WHAT IS BEING ASKED:
Give the number of lines in the records below that hold "const"; nothing else is needed.

STORED DATA:
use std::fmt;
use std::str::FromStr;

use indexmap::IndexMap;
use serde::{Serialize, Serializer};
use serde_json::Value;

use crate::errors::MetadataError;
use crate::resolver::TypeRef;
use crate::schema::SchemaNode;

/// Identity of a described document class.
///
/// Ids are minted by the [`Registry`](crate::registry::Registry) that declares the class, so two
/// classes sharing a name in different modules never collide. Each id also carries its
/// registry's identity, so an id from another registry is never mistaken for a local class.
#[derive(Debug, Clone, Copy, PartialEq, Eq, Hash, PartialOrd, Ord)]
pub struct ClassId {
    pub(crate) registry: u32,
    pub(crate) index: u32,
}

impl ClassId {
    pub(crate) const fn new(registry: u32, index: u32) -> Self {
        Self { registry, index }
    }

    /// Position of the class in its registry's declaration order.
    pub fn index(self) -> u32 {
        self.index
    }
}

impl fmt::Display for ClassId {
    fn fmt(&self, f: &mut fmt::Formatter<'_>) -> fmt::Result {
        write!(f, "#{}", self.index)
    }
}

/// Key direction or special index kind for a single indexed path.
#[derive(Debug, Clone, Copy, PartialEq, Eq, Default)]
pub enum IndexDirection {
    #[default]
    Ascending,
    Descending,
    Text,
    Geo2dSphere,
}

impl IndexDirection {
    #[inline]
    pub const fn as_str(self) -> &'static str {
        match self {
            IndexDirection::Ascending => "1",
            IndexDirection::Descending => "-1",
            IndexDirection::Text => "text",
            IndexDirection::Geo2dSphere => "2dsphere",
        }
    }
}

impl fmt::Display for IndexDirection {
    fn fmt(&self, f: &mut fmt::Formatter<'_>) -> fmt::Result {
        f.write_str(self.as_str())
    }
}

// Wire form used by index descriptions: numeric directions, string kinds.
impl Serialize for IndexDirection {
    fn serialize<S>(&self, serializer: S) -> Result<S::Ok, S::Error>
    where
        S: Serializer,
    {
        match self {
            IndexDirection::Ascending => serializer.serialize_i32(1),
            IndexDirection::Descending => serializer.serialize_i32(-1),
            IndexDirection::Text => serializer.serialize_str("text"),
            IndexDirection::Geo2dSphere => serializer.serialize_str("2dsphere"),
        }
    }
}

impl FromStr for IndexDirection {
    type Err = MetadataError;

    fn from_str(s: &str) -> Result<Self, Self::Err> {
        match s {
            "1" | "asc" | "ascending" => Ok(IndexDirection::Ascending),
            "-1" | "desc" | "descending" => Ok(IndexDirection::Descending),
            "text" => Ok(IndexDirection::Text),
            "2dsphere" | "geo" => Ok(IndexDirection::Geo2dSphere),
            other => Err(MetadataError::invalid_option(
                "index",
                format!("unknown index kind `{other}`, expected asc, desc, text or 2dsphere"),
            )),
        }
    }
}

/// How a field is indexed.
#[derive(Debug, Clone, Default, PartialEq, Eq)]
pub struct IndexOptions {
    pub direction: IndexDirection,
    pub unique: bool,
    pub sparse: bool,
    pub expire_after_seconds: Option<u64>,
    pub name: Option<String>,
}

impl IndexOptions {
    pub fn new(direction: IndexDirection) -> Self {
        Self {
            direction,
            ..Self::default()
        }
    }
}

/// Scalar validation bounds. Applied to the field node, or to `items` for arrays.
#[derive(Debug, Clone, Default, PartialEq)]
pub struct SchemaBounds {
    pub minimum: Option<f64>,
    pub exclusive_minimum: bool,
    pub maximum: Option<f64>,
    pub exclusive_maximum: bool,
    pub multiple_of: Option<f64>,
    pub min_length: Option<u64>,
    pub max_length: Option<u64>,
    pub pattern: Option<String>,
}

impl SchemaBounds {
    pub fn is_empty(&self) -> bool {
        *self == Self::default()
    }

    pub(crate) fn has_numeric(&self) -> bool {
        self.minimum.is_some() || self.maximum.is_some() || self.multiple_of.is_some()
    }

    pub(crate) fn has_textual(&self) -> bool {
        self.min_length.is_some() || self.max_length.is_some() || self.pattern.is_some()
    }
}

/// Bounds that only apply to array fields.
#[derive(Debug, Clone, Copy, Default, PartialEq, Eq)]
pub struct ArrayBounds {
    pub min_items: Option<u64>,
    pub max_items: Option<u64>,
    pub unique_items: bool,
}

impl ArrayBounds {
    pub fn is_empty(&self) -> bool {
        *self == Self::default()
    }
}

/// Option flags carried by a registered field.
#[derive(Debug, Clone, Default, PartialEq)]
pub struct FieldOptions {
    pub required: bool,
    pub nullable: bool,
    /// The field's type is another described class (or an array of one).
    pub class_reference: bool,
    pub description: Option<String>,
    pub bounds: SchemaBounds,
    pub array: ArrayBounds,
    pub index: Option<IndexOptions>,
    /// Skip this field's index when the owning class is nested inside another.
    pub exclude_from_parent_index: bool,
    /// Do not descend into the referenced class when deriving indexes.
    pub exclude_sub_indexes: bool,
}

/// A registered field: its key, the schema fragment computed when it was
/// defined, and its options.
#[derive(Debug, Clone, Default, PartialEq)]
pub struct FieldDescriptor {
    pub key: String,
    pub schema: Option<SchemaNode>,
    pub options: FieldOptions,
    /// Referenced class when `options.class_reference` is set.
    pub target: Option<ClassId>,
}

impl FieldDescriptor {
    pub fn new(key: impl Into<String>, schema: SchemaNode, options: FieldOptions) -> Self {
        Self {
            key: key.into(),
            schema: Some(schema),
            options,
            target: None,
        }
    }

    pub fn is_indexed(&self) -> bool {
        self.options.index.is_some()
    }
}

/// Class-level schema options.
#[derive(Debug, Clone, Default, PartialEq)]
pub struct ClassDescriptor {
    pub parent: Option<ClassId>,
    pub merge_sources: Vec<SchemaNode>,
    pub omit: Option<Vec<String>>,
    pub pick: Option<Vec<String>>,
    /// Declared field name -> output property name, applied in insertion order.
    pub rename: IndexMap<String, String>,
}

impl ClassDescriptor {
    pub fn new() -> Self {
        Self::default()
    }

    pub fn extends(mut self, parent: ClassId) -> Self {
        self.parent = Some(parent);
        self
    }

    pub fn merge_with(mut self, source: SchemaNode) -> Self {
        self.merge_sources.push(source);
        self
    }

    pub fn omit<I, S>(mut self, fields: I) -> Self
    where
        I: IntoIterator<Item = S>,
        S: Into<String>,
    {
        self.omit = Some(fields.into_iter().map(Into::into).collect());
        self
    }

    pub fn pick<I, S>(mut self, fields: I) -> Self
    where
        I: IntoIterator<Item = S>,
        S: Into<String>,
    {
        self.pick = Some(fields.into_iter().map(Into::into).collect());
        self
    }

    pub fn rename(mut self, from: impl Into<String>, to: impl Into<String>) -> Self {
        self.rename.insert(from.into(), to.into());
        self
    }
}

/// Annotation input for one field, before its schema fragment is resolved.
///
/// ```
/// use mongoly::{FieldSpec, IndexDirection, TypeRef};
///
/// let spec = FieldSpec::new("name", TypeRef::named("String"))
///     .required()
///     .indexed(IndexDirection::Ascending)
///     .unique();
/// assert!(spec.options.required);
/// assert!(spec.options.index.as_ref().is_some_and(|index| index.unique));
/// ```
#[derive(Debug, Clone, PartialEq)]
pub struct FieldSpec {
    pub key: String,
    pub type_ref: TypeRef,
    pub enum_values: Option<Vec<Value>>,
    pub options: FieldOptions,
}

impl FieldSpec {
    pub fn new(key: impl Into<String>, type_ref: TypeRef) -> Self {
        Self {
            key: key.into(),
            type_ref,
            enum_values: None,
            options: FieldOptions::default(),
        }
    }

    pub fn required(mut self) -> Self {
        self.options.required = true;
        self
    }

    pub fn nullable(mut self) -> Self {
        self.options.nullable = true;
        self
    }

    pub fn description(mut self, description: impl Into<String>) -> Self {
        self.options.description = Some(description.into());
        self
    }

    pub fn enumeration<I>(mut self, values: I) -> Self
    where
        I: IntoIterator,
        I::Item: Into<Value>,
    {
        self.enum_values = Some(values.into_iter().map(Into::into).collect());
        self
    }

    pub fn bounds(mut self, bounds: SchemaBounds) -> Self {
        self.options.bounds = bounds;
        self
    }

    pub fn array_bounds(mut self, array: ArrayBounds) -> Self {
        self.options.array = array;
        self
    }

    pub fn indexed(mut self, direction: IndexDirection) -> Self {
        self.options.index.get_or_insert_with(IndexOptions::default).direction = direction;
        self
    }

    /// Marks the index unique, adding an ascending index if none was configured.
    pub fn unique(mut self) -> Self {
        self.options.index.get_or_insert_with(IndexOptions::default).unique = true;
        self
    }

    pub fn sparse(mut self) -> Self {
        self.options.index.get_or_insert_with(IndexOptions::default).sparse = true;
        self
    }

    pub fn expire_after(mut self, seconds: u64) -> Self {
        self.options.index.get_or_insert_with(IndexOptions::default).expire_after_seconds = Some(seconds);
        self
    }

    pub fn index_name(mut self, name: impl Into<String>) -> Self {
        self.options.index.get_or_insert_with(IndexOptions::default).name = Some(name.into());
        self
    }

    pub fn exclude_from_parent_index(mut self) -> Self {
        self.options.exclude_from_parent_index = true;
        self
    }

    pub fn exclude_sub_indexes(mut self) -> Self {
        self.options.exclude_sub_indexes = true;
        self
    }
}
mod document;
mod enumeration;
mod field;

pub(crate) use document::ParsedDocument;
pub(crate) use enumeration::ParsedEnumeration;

ANSWER BELOW:
2